**What is needed**
For the word "Ordering", state the number of lines in the data that contain it, and nothing else.
======== Data for the task
//! Heuristics for pulling a plausible first/last name pair out of a noisy
//! free-text author string (store handles, channel names, decorated names).
//! This is a text classifier with its own contract, deliberately separate
//! from the scoring engine.

use crate::scorer::Scorer;
use crate::types::NameKind;
use crate::util::normalize_name;

/// Tokens that mark a string as a handle, title, or brand rather than a
/// personal name.
const BLOCKED_TOKENS: &[&str] = &[
    "mr.", "mr", "sr.", "sr", "jr.", "jr", "dr.", "dr", "ms.", "ms", "mrs.", "mrs", "inc", "llc",
    "ltd", "co", "corp", "gaming", "official", "real", "the", "channel", "tv", "yt", "youtube",
    "video", "videos", "gram", "ig", "insta", "fb", "tweet", "tiktok", "live", "plays", "stream",
];

const REJECT_CHARS: &str = "@#$%^&*+=<>{}[]|/";

#[derive(Debug, Clone, PartialEq, Eq)]
pub struct SimplifiedName {
    pub first: String,
    /// Empty when only a single usable token survived.
    pub last: String,
}

/// Whether a raw author string looks like an actual two-part human name.
pub fn is_plausible_name(name: &str) -> bool {
    if name.chars().any(|c| c.is_ascii_digit()) {
        return false;
    }
    if name.chars().any(|c| REJECT_CHARS.contains(c)) {
        return false;
    }
    if name.contains('_') {
        return false;
    }

    let lower = name.to_lowercase();
    if lower
        .split_whitespace()
        .any(|token| BLOCKED_TOKENS.contains(&token))
    {
        return false;
    }

    let parts: Vec<&str> = name.split_whitespace().collect();
    if parts.len() < 2 {
        return false;
    }
    // Single-letter first or last tokens are initials, not names.
    if parts[0].chars().count() == 1 || parts[parts.len() - 1].chars().count() == 1 {
        return false;
    }

    true
}

/// Reduce an author string to a title-cased first/last pair.
///
/// Implausible strings get one salvage attempt: everything outside letters,
/// spaces, hyphens, and apostrophes is stripped and the remainder is
/// re-checked. The result is gated against the frequency tables — if
/// neither token is a known first or last name, the string is rejected. A
/// trailing initial ("John D.") falls back to the token before it.
pub fn simplify(author: &str, scorer: &Scorer) -> Option<SimplifiedName> {
    let mut candidate = author.to_string();

    if !is_plausible_name(&candidate) {
        candidate = salvage(author)?;
        if !is_plausible_name(&candidate) {
            return None;
        }
    }

    let tokens: Vec<String> = candidate
        .split_whitespace()
        .map(normalize_name)
        .collect();

    if tokens.len() == 1 {
        return Some(SimplifiedName {
            first: tokens[0].clone(),
            last: String::new(),
        });
    }

    let first = tokens[0].clone();
    let mut last = tokens[tokens.len() - 1].clone();

    if !scorer.name_exists(&first, NameKind::First) && !scorer.name_exists(&last, NameKind::Last) {
        return None;
    }

    let tail_len = last.chars().count();
    if tail_len == 1 || (tail_len == 2 && last.ends_with('.')) {
        last = if tokens.len() > 2 {
            tokens[tokens.len() - 2].clone()
        } else {
            String::new()
        };
    }

    Some(SimplifiedName { first, last })
}

/// Strip everything that cannot appear in a name and rejoin what is left.
fn salvage(author: &str) -> Option<String> {
    let pieces: Vec<&str> = author
        .split(|c: char| !(c.is_ascii_alphabetic() || c.is_whitespace() || c == '\'' || c == '-'))
        .flat_map(|piece| piece.split_whitespace())
        .filter(|piece| !piece.is_empty())
        .collect();

    if pieces.is_empty() {
        None
    } else {
        Some(pieces.join(" "))
    }
}
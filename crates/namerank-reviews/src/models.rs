use serde::Deserialize;
use std::collections::HashMap;

/// Top-level payload of the reviews search endpoint: results are keyed by
/// app id.
#[derive(Debug, Deserialize)]
pub struct ReviewsEnvelope {
    #[serde(default)]
    pub result: HashMap<String, AppReviews>,
}

#[derive(Debug, Default, Deserialize)]
pub struct AppReviews {
    #[serde(default)]
    pub reviews: Vec<ReviewRecord>,
}

#[derive(Debug, Clone, Deserialize)]
pub struct ReviewRecord {
    pub id: String,
    #[serde(default)]
    pub rating: i64,
    #[serde(default)]
    pub date: String,
    #[serde(default)]
    pub language: String,
    #[serde(default)]
    pub author: Author,
    #[serde(default)]
    pub title: String,
    #[serde(default)]
    pub body: String,
    #[serde(default)]
    pub body_length: i64,
    #[serde(default)]
    pub version: String,
    #[serde(default)]
    pub developer_reply: Option<String>,
    #[serde(default)]
    pub developer_reply_date: Option<String>,
}

#[derive(Debug, Clone, Default, Deserialize)]
pub struct Author {
    #[serde(default)]
    pub name: String,
    #[serde(default)]
    pub photo: String,
    #[serde(default)]
    pub profile: String,
}
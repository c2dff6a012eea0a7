use namerank_core::Scorer;
use std::sync::Arc;

#[derive(Clone)]
pub struct AppState {
    pub scorer: Arc<Scorer>,
}

impl AppState {
    pub fn new(scorer: Scorer) -> Self {
        Self {
            scorer: Arc::new(scorer),
        }
    }
}
use clap::Parser;
use namerank_core::{Scorer, ScoringWeights};
use std::net::SocketAddr;
use std::path::PathBuf;
use std::sync::Arc;
use tower_http::cors::CorsLayer;
use tower_http::trace::TraceLayer;
use tracing::info;

mod routes;
mod state;

use crate::state::AppState;

#[derive(Parser)]
struct Args {
    #[arg(long, short, default_value = "data/first_names")]
    first_names: PathBuf,

    #[arg(long, short)]
    last_names: Option<PathBuf>,

    #[arg(long)]
    weights: Option<PathBuf>,

    #[arg(long, default_value_t = 3000)]
    port: u16,
}

#[tokio::main]
async fn main() -> anyhow::Result<()> {
    tracing_subscriber::fmt::init();
    let args = Args::parse();

    info!("Initializing name tables from {:?}", args.first_names);

    let weights = match &args.weights {
        Some(path) => Some(ScoringWeights::load_from_file(path)?),
        None => None,
    };

    // Tables are built fully before the listener opens; handlers only ever
    // see the published, immutable scorer.
    let scorer = Scorer::new(&args.first_names, args.last_names.as_ref(), weights)?;
    let state = Arc::new(AppState::new(scorer));

    let app = routes::api_routes()
        .layer(CorsLayer::permissive())
        .layer(TraceLayer::new_for_http())
        .with_state(state);

    let addr = SocketAddr::from(([0, 0, 0, 0], args.port));
    info!("🚀 namerank API listening on {}", addr);

    let listener = tokio::net::TcpListener::bind(addr).await?;
    axum::serve(listener, app).await?;
    Ok(())
}
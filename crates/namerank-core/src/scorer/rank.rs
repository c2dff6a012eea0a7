use crate::scorer::Scorer;
use serde::Serialize;
use std::cmp::Ordering;

/// One entry in a batch scoring request. A blank side of a `Full` query
/// degrades to single-name scoring.
#[derive(Debug, Clone, PartialEq, Eq)]
pub enum NameQuery {
    Full { first: String, last: String },
    First(String),
    Last(String),
}

impl NameQuery {
    pub fn full(first: impl Into<String>, last: impl Into<String>) -> Self {
        Self::Full {
            first: first.into(),
            last: last.into(),
        }
    }

    pub fn first(name: impl Into<String>) -> Self {
        Self::First(name.into())
    }

    pub fn last(name: impl Into<String>) -> Self {
        Self::Last(name.into())
    }

    fn label(&self) -> String {
        match self {
            Self::Full { first, last } => {
                if last.trim().is_empty() {
                    first.clone()
                } else {
                    format!("{} {}", first, last)
                }
            }
            Self::First(name) | Self::Last(name) => name.clone(),
        }
    }
}

#[derive(Debug, Clone, PartialEq, Serialize)]
pub struct RankedName {
    pub label: String,
    pub score: f64,
}

/// Score every entry and return them sorted by score descending. The sort
/// is stable: equal scores keep their request order.
pub fn compare(scorer: &Scorer, entries: &[NameQuery]) -> Vec<RankedName> {
    let mut ranked: Vec<RankedName> = entries
        .iter()
        .map(|query| {
            let score = match query {
                NameQuery::Full { first, last } => scorer.score_full_name(first, last),
                NameQuery::First(name) => scorer.score_first_name(name),
                NameQuery::Last(name) => scorer.score_last_name(name),
            };
            RankedName {
                label: query.label(),
                score,
            }
        })
        .collect();

    ranked.sort_by(|a, b| b.score.partial_cmp(&a.score).unwrap_or(Ordering::Equal));
    ranked
}
use crate::error::NrResult;
use clap::{parser::ValueSource, ArgMatches, Args};
use serde::{Deserialize, Serialize};
use std::collections::HashMap;
use std::fs;
use std::path::Path;
use tracing::debug;

/// Weight configuration for the uniqueness engine. Component weights
/// nominally sum to 100 but this is not enforced.
#[derive(Args, Debug, Clone, Serialize, Deserialize)]
#[serde(default)]
pub struct ScoringWeights {
    // === COMPONENT WEIGHTS ===
    #[arg(long, default_value_t = 80.0)]
    pub frequency_weight: f64,
    #[arg(long, default_value_t = 10.0)]
    pub structural_weight: f64,
    #[arg(long, default_value_t = 10.0)]
    pub letter_dist_weight: f64,

    // === UNSEEN NAMES ===
    #[arg(long, default_value_t = 100.0)]
    pub unknown_name_base_score: f64,
    #[arg(long, default_value_t = 15.0)]
    pub bigram_rarity_multiplier: f64,

    // === FREQUENCY TIERS ===
    // Thresholds are ascending relative frequencies; each tier carries a
    // base score plus a bonus that decays linearly toward the threshold.
    #[arg(long, default_value_t = 0.0005)]
    pub very_rare_threshold: f64,
    #[arg(long, default_value_t = 40.0)]
    pub very_rare_base_score: f64,
    #[arg(long, default_value_t = 20.0)]
    pub very_rare_bonus_max: f64,

    #[arg(long, default_value_t = 0.001)]
    pub uncommon_threshold: f64,
    #[arg(long, default_value_t = 20.0)]
    pub uncommon_base_score: f64,
    #[arg(long, default_value_t = 10.0)]
    pub uncommon_bonus_max: f64,

    #[arg(long, default_value_t = 0.005)]
    pub moderate_threshold: f64,
    #[arg(long, default_value_t = 10.0)]
    pub moderate_base_score: f64,
    #[arg(long, default_value_t = 5.0)]
    pub moderate_bonus_max: f64,

    #[arg(long, default_value_t = 0.01)]
    pub common_threshold: f64,
    #[arg(long, default_value_t = 5.0)]
    pub common_base_score: f64,
    #[arg(long, default_value_t = 5.0)]
    pub common_bonus_max: f64,

    #[arg(long, default_value_t = 5.0)]
    pub very_common_max_score: f64,
    #[arg(long, default_value_t = 0.2)]
    pub very_common_scale_factor: f64,

    // === STRUCTURE ===
    #[arg(long, default_value_t = 0.6)]
    pub length_factor_weight: f64,
    #[arg(long, default_value_t = 0.4)]
    pub unusual_chars_weight: f64,
    #[arg(long, default_value_t = 12.0)]
    pub max_name_length: f64,
    #[arg(long, default_value_t = 2.0)]
    pub max_unusual_chars: f64,

    // === COMBINATION ===
    #[arg(long, default_value_t = 0.6)]
    pub first_name_weight: f64,
    #[arg(long, default_value_t = 0.4)]
    pub last_name_weight: f64,
    #[arg(long, default_value_t = 70.0)]
    pub rare_combo_threshold: f64,
    #[arg(long, default_value_t = 20.0)]
    pub rare_combo_bonus: f64,
    #[arg(long, default_value_t = 40.0)]
    pub common_combo_threshold: f64,
    #[arg(long, default_value_t = 20.0)]
    pub common_combo_divisor: f64,
}

impl Default for ScoringWeights {
    fn default() -> Self {
        Self {
            frequency_weight: 80.0,
            structural_weight: 10.0,
            letter_dist_weight: 10.0,

            unknown_name_base_score: 100.0,
            bigram_rarity_multiplier: 15.0,

            very_rare_threshold: 0.0005,
            very_rare_base_score: 40.0,
            very_rare_bonus_max: 20.0,

            uncommon_threshold: 0.001,
            uncommon_base_score: 20.0,
            uncommon_bonus_max: 10.0,

            moderate_threshold: 0.005,
            moderate_base_score: 10.0,
            moderate_bonus_max: 5.0,

            common_threshold: 0.01,
            common_base_score: 5.0,
            common_bonus_max: 5.0,

            very_common_max_score: 5.0,
            very_common_scale_factor: 0.2,

            length_factor_weight: 0.6,
            unusual_chars_weight: 0.4,
            max_name_length: 12.0,
            max_unusual_chars: 2.0,

            first_name_weight: 0.6,
            last_name_weight: 0.4,
            rare_combo_threshold: 70.0,
            rare_combo_bonus: 20.0,
            common_combo_threshold: 40.0,
            common_combo_divisor: 20.0,
        }
    }
}

macro_rules! for_each_weight {
    ($macro:ident!($($args:tt)*)) => {
        $macro!(
            ($($args)*),
            frequency_weight,
            structural_weight,
            letter_dist_weight,
            unknown_name_base_score,
            bigram_rarity_multiplier,
            very_rare_threshold,
            very_rare_base_score,
            very_rare_bonus_max,
            uncommon_threshold,
            uncommon_base_score,
            uncommon_bonus_max,
            moderate_threshold,
            moderate_base_score,
            moderate_bonus_max,
            common_threshold,
            common_base_score,
            common_bonus_max,
            very_common_max_score,
            very_common_scale_factor,
            length_factor_weight,
            unusual_chars_weight,
            max_name_length,
            max_unusual_chars,
            first_name_weight,
            last_name_weight,
            rare_combo_threshold,
            rare_combo_bonus,
            common_combo_threshold,
            common_combo_divisor
        )
    };
}

macro_rules! set_by_name {
    (($self:ident, $key:ident, $value:ident), $($field:ident),*) => {{
        let mut applied = false;
        $(
            if !applied && $key == stringify!($field) {
                $self.$field = $value;
                applied = true;
            }
        )*
        applied
    }};
}

macro_rules! merge_cli {
    (($self:ident, $cli:ident, $matches:ident), $($field:ident),*) => {
        $(
            if $matches.value_source(stringify!($field)) == Some(ValueSource::CommandLine) {
                $self.$field = $cli.$field;
            }
        )*
    };
}

impl ScoringWeights {
    pub fn load_from_file<P: AsRef<Path>>(path: P) -> NrResult<Self> {
        let content = fs::read_to_string(path)?;
        Ok(serde_json::from_str(&content)?)
    }

    /// Apply caller overrides by parameter name. Keys that do not name a
    /// known weight are ignored.
    pub fn apply_overrides(&mut self, overrides: &HashMap<String, f64>) {
        for (key, &value) in overrides {
            let key = key.as_str();
            if !for_each_weight!(set_by_name!(self, key, value)) {
                debug!("Ignoring unknown weight override '{}'", key);
            }
        }
    }

    /// Overlay weights that were explicitly passed on the command line.
    pub fn merge_from_cli(&mut self, cli_weights: &ScoringWeights, matches: &ArgMatches) {
        for_each_weight!(merge_cli!(self, cli_weights, matches));
    }
}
================
**Written solution**
2